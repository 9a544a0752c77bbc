use std::path::PathBuf;

pub type Result<T> = std::result::Result<T, Error>;

#[derive(Debug, thiserror::Error)]
pub enum Error {
    #[error("failed to load config from {path}")]
    ConfigLoad {
        path: PathBuf,
        source: std::io::Error,
    },

    #[error("failed to parse config at {path}")]
    ConfigParse {
        path: PathBuf,
        source: toml::de::Error,
    },

    // ── Package manifest ──
    #[error("failed to read package manifest at {path}")]
    ManifestRead {
        path: PathBuf,
        source: std::io::Error,
    },

    #[error("failed to parse package manifest at {path}")]
    ManifestParse {
        path: PathBuf,
        source: serde_json::Error,
    },

    // ── Function discovery ──
    #[error("failed to read functions directory {path}")]
    FunctionsDirRead {
        path: PathBuf,
        source: std::io::Error,
    },

    #[error("no function named '{name}' — expected an entry point at {entry_point}")]
    UnknownFunction { name: String, entry_point: PathBuf },
}
use std::path::Path;

use crate::tool::ToolError;

/// Abstraction over Node toolchain execution for testability.
///
/// Production code uses [`RealExecutor`], tests use mockall-generated mocks.
#[allow(async_fn_in_trait)]
pub trait NodeToolExecutor: Send + Sync {
    /// Execute a tool and capture stdout.
    async fn exec(&self, program: &Path, args: &[String]) -> Result<String, ToolError>;

    /// Execute a tool, streaming output to the terminal.
    async fn exec_streaming(&self, program: &Path, args: &[String]) -> Result<(), ToolError>;
}

/// Real process executor.
pub struct RealExecutor;

fn program_name(program: &Path) -> String {
    program
        .file_name()
        .map(|n| n.to_string_lossy().into_owned())
        .unwrap_or_else(|| program.display().to_string())
}

impl NodeToolExecutor for RealExecutor {
    async fn exec(&self, program: &Path, args: &[String]) -> Result<String, ToolError> {
        use std::process::Stdio;

        let output = tokio::process::Command::new(program)
            .args(args)
            .stdout(Stdio::piped())
            .stderr(Stdio::piped())
            .output()
            .await
            .map_err(|e| ToolError::NotFound {
                program: program_name(program),
                source: e,
            })?;

        if output.status.success() {
            String::from_utf8(output.stdout).map_err(|e| ToolError::InvalidUtf8 {
                program: program_name(program),
                source: e,
            })
        } else {
            let stderr = String::from_utf8_lossy(&output.stderr).to_string();
            Err(ToolError::CommandFailed {
                program: program_name(program),
                args: args.to_vec(),
                stderr,
            })
        }
    }

    async fn exec_streaming(&self, program: &Path, args: &[String]) -> Result<(), ToolError> {
        use std::process::Stdio;

        let status = tokio::process::Command::new(program)
            .args(args)
            .stdout(Stdio::inherit())
            .stderr(Stdio::inherit())
            .status()
            .await
            .map_err(|e| ToolError::NotFound {
                program: program_name(program),
                source: e,
            })?;

        if status.success() {
            Ok(())
        } else {
            Err(ToolError::CommandFailed {
                program: program_name(program),
                args: args.to_vec(),
                stderr: format!("exit code: {status}"),
            })
        }
    }
}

-*-*-

* Your objective
Every entry is to be repeated exactly as it stands.

* Exercise answer
repository 9a544a0752c77bbc
use std::path::PathBuf;

pub type Result<T> = std::result::Result<T, Error>;

#[derive(Debug, thiserror::Error)]
pub enum Error {
    #[error("failed to load config from {path}")]
    ConfigLoad {
        path: PathBuf,
        source: std::io::Error,
    },

    #[error("failed to parse config at {path}")]
    ConfigParse {
        path: PathBuf,
        source: toml::de::Error,
    },

    // ── Package manifest ──
    #[error("failed to read package manifest at {path}")]
    ManifestRead {
        path: PathBuf,
        source: std::io::Error,
    },

    #[error("failed to parse package manifest at {path}")]
    ManifestParse {
        path: PathBuf,
        source: serde_json::Error,
    },

    // ── Function discovery ──
    #[error("failed to read functions directory {path}")]
    FunctionsDirRead {
        path: PathBuf,
        source: std::io::Error,
    },

    #[error("no function named '{name}' — expected an entry point at {entry_point}")]
    UnknownFunction { name: String, entry_point: PathBuf },
}
use std::path::Path;

use crate::tool::ToolError;

/// Abstraction over Node toolchain execution for testability.
///
/// Production code uses [`RealExecutor`], tests use mockall-generated mocks.
#[allow(async_fn_in_trait)]
pub trait NodeToolExecutor: Send + Sync {
    /// Execute a tool and capture stdout.
    async fn exec(&self, program: &Path, args: &[String]) -> Result<String, ToolError>;

    /// Execute a tool, streaming output to the terminal.
    async fn exec_streaming(&self, program: &Path, args: &[String]) -> Result<(), ToolError>;
}

/// Real process executor.
pub struct RealExecutor;

fn program_name(program: &Path) -> String {
    program
        .file_name()
        .map(|n| n.to_string_lossy().into_owned())
        .unwrap_or_else(|| program.display().to_string())
}

impl NodeToolExecutor for RealExecutor {
    async fn exec(&self, program: &Path, args: &[String]) -> Result<String, ToolError> {
        use std::process::Stdio;

        let output = tokio::process::Command::new(program)
            .args(args)
            .stdout(Stdio::piped())
            .stderr(Stdio::piped())
            .output()
            .await
            .map_err(|e| ToolError::NotFound {
                program: program_name(program),
                source: e,
            })?;

        if output.status.success() {
            String::from_utf8(output.stdout).map_err(|e| ToolError::InvalidUtf8 {
                program: program_name(program),
                source: e,
            })
        } else {
            let stderr = String::from_utf8_lossy(&output.stderr).to_string();
            Err(ToolError::CommandFailed {
                program: program_name(program),
                args: args.to_vec(),
                stderr,
            })
        }
    }

    async fn exec_streaming(&self, program: &Path, args: &[String]) -> Result<(), ToolError> {
        use std::process::Stdio;

        let status = tokio::process::Command::new(program)
            .args(args)
            .stdout(Stdio::inherit())
            .stderr(Stdio::inherit())
            .status()
            .await
            .map_err(|e| ToolError::NotFound {
                program: program_name(program),
                source: e,
            })?;

        if status.success() {
            Ok(())
        } else {
            Err(ToolError::CommandFailed {
                program: program_name(program),
                args: args.to_vec(),
                stderr: format!("exit code: {status}"),
            })
        }
    }
}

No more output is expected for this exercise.